Olavanna Panchayats innovative experiment in this direction provides an
illustration.
Olavanna Panchayat is located on hilly terrain near the city of Kozhikode
(Calicut). Of the 10,098 households in the panchayat, 70% faced acute
drinking water scarcity in the main dry season from December to May. Water
is not available on the thirty hillocks that dot the panchayat, and water in
the valleys is affected by saltwater intrusion in the dry season (Olavanna
Grama Panchayat 1996). State-level schemes never materialized. Tired of
petitioning and complaining, the people finally decided to finance their own
small-scale water distribution schemes (Babu Parassery 1997).
They
dug wells in the most ideal locations on the slopes or in the valley and
pumped the water into small overhead tanks from which groups of households
could draw water through small-scale networks of pipes. Each network was
financed and managed by the beneficiaries who formed themselves into a
registered society and contributed towards the initial investment costs
either as a lump sum or by monthly payments. The panchayat subsidized
households below the poverty line.
The
first of the societies was constituted in 1990 with twenty-three
participating households. By 1996 there were twenty-two societies, sixteen
of which were beneficiary-financed and six established by the local block or
village panchayats. The number of households ranged from ten to eighty-two.

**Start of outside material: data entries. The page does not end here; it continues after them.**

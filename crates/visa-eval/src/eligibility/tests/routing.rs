use super::common::*;
use axum::extract::State;
use axum::http::StatusCode;
use serde_json::{json, Value};
use std::sync::Arc;
use tower::ServiceExt;

use crate::eligibility::EligibilityService;

fn json_request(method: &str, uri: &str, body: &Value) -> axum::http::Request<axum::body::Body> {
    axum::http::Request::builder()
        .method(method)
        .uri(uri)
        .header(axum::http::header::CONTENT_TYPE, "application/json")
        .body(axum::body::Body::from(serde_json::to_vec(body).unwrap()))
        .unwrap()
}

#[tokio::test]
async fn evaluate_route_stores_and_returns_the_record() {
    let (service, repository) = build_service();
    let router = router_with_service(service);
    let body = serde_json::to_value(professor_request()).unwrap();

    let response = router
        .oneshot(json_request("POST", "/api/v1/eligibility/evaluations", &body))
        .await
        .expect("route executes");

    assert_eq!(response.status(), StatusCode::CREATED);
    let payload = read_json_body(response).await;
    assert!(payload
        .get("id")
        .and_then(Value::as_str)
        .is_some_and(|id| id.starts_with("eval-")));
    assert_eq!(
        payload
            .pointer("/decision/visaType")
            .and_then(Value::as_str),
        Some("E-1")
    );
    assert_eq!(repository.len(), 1);
}

#[tokio::test]
async fn evaluate_handler_returns_conflict_on_duplicate() {
    let service = Arc::new(EligibilityService::new(
        Arc::new(ConflictRepository),
        Arc::new(engine()),
    ));

    let response = crate::eligibility::router::evaluate_handler::<ConflictRepository>(
        State(service),
        axum::Json(professor_request()),
    )
    .await;

    assert_eq!(response.status(), StatusCode::CONFLICT);
    let payload = read_json_body(response).await;
    assert_eq!(
        payload.get("error").and_then(Value::as_str),
        Some("evaluation already exists")
    );
}

#[tokio::test]
async fn evaluate_handler_returns_internal_error_on_repository_failure() {
    let service = Arc::new(EligibilityService::new(
        Arc::new(UnavailableRepository),
        Arc::new(engine()),
    ));

    let response = crate::eligibility::router::evaluate_handler::<UnavailableRepository>(
        State(service),
        axum::Json(professor_request()),
    )
    .await;

    assert_eq!(response.status(), StatusCode::INTERNAL_SERVER_ERROR);
}

#[tokio::test]
async fn evaluate_handler_lists_missing_fields() {
    let (service, repository) = build_service();
    let mut request = professor_request();
    request.applicant_data.evaluation.institution = None;

    let response = crate::eligibility::router::evaluate_handler::<MemoryRepository>(
        State(Arc::new(service)),
        axum::Json(request),
    )
    .await;

    assert_eq!(response.status(), StatusCode::UNPROCESSABLE_ENTITY);
    let payload = read_json_body(response).await;
    assert_eq!(
        payload.get("evaluator").and_then(Value::as_str),
        Some("e1_new")
    );
    assert_eq!(
        payload.get("missingFields"),
        Some(&json!(["evaluation.institution"]))
    );
    assert_eq!(repository.len(), 0);
}

#[tokio::test]
async fn evaluate_handler_rejects_uncataloged_visa_types() {
    let (service, _) = build_service();
    let mut request = professor_request();
    request.visa_type = "D-2".to_string();

    let response = crate::eligibility::router::evaluate_handler::<MemoryRepository>(
        State(Arc::new(service)),
        axum::Json(request),
    )
    .await;

    assert_eq!(response.status(), StatusCode::UNPROCESSABLE_ENTITY);
    let payload = read_json_body(response).await;
    assert!(payload
        .get("error")
        .and_then(Value::as_str)
        .is_some_and(|error| error.contains("D-2")));
}

#[tokio::test]
async fn fetch_handler_returns_stored_records() {
    let (service, _) = build_service();
    let service = Arc::new(service);
    let record = service
        .submit_on(professor_request(), today())
        .expect("evaluation stored");

    let response = crate::eligibility::router::fetch_handler::<MemoryRepository>(
        State(service.clone()),
        axum::extract::Path(record.id.0.clone()),
    )
    .await;

    assert_eq!(response.status(), StatusCode::OK);
    let payload = read_json_body(response).await;
    assert_eq!(
        payload.get("id").and_then(Value::as_str),
        Some(record.id.0.as_str())
    );
    assert_eq!(
        payload.pointer("/decision/score").and_then(Value::as_u64),
        Some(100)
    );
    assert_eq!(
        payload
            .pointer("/decision/recommendation")
            .and_then(Value::as_str),
        Some("HIGHLY_RECOMMENDED")
    );
}

#[tokio::test]
async fn fetch_route_reports_unknown_ids() {
    let (service, _) = build_service();
    let router = router_with_service(service);

    let response = router
        .oneshot(
            axum::http::Request::get("/api/v1/eligibility/evaluations/eval-404404")
                .body(axum::body::Body::empty())
                .unwrap(),
        )
        .await
        .expect("route executes");

    assert_eq!(response.status(), StatusCode::NOT_FOUND);
    let payload = read_json_body(response).await;
    assert_eq!(
        payload.get("error").and_then(Value::as_str),
        Some("evaluation not found")
    );
    assert_eq!(
        payload.get("id").and_then(Value::as_str),
        Some("eval-404404")
    );
}

#[tokio::test]
async fn requirements_route_lists_documents() {
    let (service, _) = build_service();
    let router = router_with_service(service);
    let body = json!({
        "visaType": "E-1",
        "applicationType": "NEW",
        "applicantData": serde_json::to_value(professor_applicant()).unwrap(),
    });

    let response = router
        .oneshot(json_request("POST", "/api/v1/eligibility/requirements", &body))
        .await
        .expect("route executes");

    assert_eq!(response.status(), StatusCode::OK);
    let payload = read_json_body(response).await;
    let required = payload
        .get("required")
        .and_then(Value::as_array)
        .expect("required list");
    assert!(required.contains(&json!("employment_contract")));
}

#[tokio::test]
async fn requirements_route_rejects_uncataloged_tracks() {
    let (service, _) = build_service();
    let router = router_with_service(service);
    let body = json!({
        "visaType": "E-7",
        "applicationType": "CHANGE",
    });

    let response = router
        .oneshot(json_request("POST", "/api/v1/eligibility/requirements", &body))
        .await
        .expect("route executes");

    assert_eq!(response.status(), StatusCode::UNPROCESSABLE_ENTITY);
}

#[tokio::test]
async fn rule_statistics_route_reports_the_active_version() {
    let (service, _) = build_service();
    let router = router_with_service(service);

    let response = router
        .oneshot(
            axum::http::Request::get("/api/v1/eligibility/rules/statistics")
                .body(axum::body::Body::empty())
                .unwrap(),
        )
        .await
        .expect("route executes");

    assert_eq!(response.status(), StatusCode::OK);
    let payload = read_json_body(response).await;
    assert_eq!(
        payload.get("ruleSetVersion").and_then(Value::as_str),
        Some("rules-2025.3")
    );
    assert!(payload
        .get("rules")
        .and_then(Value::as_array)
        .is_some_and(|rules| !rules.is_empty()));
}

#[tokio::test]
async fn replace_rules_route_swaps_the_snapshot() {
    let (service, _) = build_service();
    let service = Arc::new(service);
    let router = crate::eligibility::eligibility_router(service.clone());
    let body = json!({
        "version": "rules-2025.4",
        "rules": [
            { "id": "criminal_record", "category": "riskAssessment",
              "check": { "kind": "immigration_history" } }
        ]
    });

    let response = router
        .oneshot(json_request("PUT", "/api/v1/eligibility/rules", &body))
        .await
        .expect("route executes");

    assert_eq!(response.status(), StatusCode::OK);
    let payload = read_json_body(response).await;
    assert_eq!(
        payload.get("version").and_then(Value::as_str),
        Some("rules-2025.4")
    );
    assert_eq!(service.engine().config_versions().rules, "rules-2025.4");
}

#[tokio::test]
async fn replace_rules_route_rejects_invalid_parameters() {
    let (service, _) = build_service();
    let router = router_with_service(service);
    let body = json!({
        "version": "rules-broken",
        "rules": [
            { "id": "late_filing", "category": "eligibility",
              "check": { "kind": "stay_window", "warning_days": -5 } }
        ]
    });

    let response = router
        .oneshot(json_request("PUT", "/api/v1/eligibility/rules", &body))
        .await
        .expect("route executes");

    assert_eq!(response.status(), StatusCode::UNPROCESSABLE_ENTITY);
    let payload = read_json_body(response).await;
    assert!(payload
        .get("error")
        .and_then(Value::as_str)
        .is_some_and(|error| error.contains("late_filing")));
}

Most water societies were able to give each household 400500 liters of
water per day. By 1996, of the 7,000 households that faced drinking water
shortage, 1,500 had provided themselves with potable water through these
self-financing projects.
Excerpted from Thomas Isaac, T. M., and Richard W. Franke.
2002. Local Democracy and Development: The Kerala People's Campaign for
Decentralized Development. Lanham MD: Rowman and Littlefield Publishers,
Inc. Pages 3637. See the book's bibliography for the references cited in
the text.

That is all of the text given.